Tanaka T, Oka T, Shimada Y, Umemoto N, Kuroyanagi J, Sakamoto C, Zang L, Wang Z, Nishimura Y.
J Pharmacol Sci. 2008 May;107(1):8-14.
2)Zebrafish beta-adorenergic receptor mRNA expression and control of pigmentation
Wang Z, Nishimura Y, Shimada Y, Umemoto N, Hirano M, Zang L, Oka T, Sakamoto C, Kuroyanagi J and Tanaka T
Gene. 446:18-27 2009
3)In vivo imaging of zebrafish retinal cells using fluorescent coumarin derivatives
Kohei Watanabe , Yuhei Nishimura , Takehiko Oka , Tsuyoshi Nomoto , Tetsuo Kon , Taichi Shintou , Minoru Hirano , Yasuhito Shimada , Noriko Umemoto , Junya Kuroyanagi , Zhipeng Wang , Zi Zhang , Norihiro Nishimura , Takeshi Miyazaki , Takeshi Imamura and Toshio Tanaka
BMC Neuroscience 2010, 11:116
4)Diet-induced obesity in zebrafish shares common pathophysiological pathways with mammalian obesity
Takehiko Oka1, Yuhei Nishimura1,2,3,4, Liqing Zang5, Minoru Hirano1, Yasuhito Shimada1,2,3,4, Zhipeng Wang1, Noriko Umemoto1, Junya Kuroyanagi1, Norihiro Nishimura4,5 and Toshio Tanaka
BMC Physiology 2010, 10:21
Fig.1 リバース薬理ゲノミクスとフォーワード薬理を統合したオミックス創薬科学(1)
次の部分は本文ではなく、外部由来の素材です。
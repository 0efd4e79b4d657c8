use axum::{extract::{Path, Query, State}, response::IntoResponse, Json};
use std::collections::HashMap;
use std::sync::Arc;

use crate::api::dtos::responses::CustomerCheckResponse;
use crate::domain::models::customer::normalize_phone;
use crate::error::AppError;
use crate::state::AppState;

/// Greets returning customers in the guided flow: found + name, or not.
pub async fn check_customer(
    State(state): State<Arc<AppState>>,
    Path(venue_id): Path<String>,
    Query(params): Query<HashMap<String, String>>,
) -> Result<impl IntoResponse, AppError> {
    let phone = params.get("phone").ok_or(AppError::Validation("phone required".into()))?;
    let clean_phone = normalize_phone(phone);
    if clean_phone.is_empty() {
        return Err(AppError::Validation("phone required".into()));
    }

    let customer = state
        .customer_repo
        .find_by_phone(&venue_id, &clean_phone, phone)
        .await?;

    match customer {
        Some(customer) => Ok(Json(CustomerCheckResponse {
            found: true,
            name: Some(customer.name),
        })),
        None => Ok(Json(CustomerCheckResponse { found: false, name: None })),
    }
}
Fig.2 比較オミックスと比較フェノミックスにおけるゼブラフィッシュの役割
Fig.3 国際的にも急激に増加するゼブラフィッシュを活用した医学生物学論文(PubMed)
Fig.4 独自に創成した食餌性メタボリックシンドロームモデル(上)とコントロール(下)ゼブラフィッシュのCTによる内臓脂肪イメージング(4)
Fig.5 ヒト移植癌モデル(ゼブラフィッシュ)における腫瘍血管新生ライブin vivoイメージング
Fig.6 ヒト疾患モデルゼブラフィッシュは、ケミカルライブラリーによるフェノタイプスクリーニングとノックダウン/過剰発現による候補遺伝子スクリーニングによるターゲットバリデーションの強力なツールとなる(1)。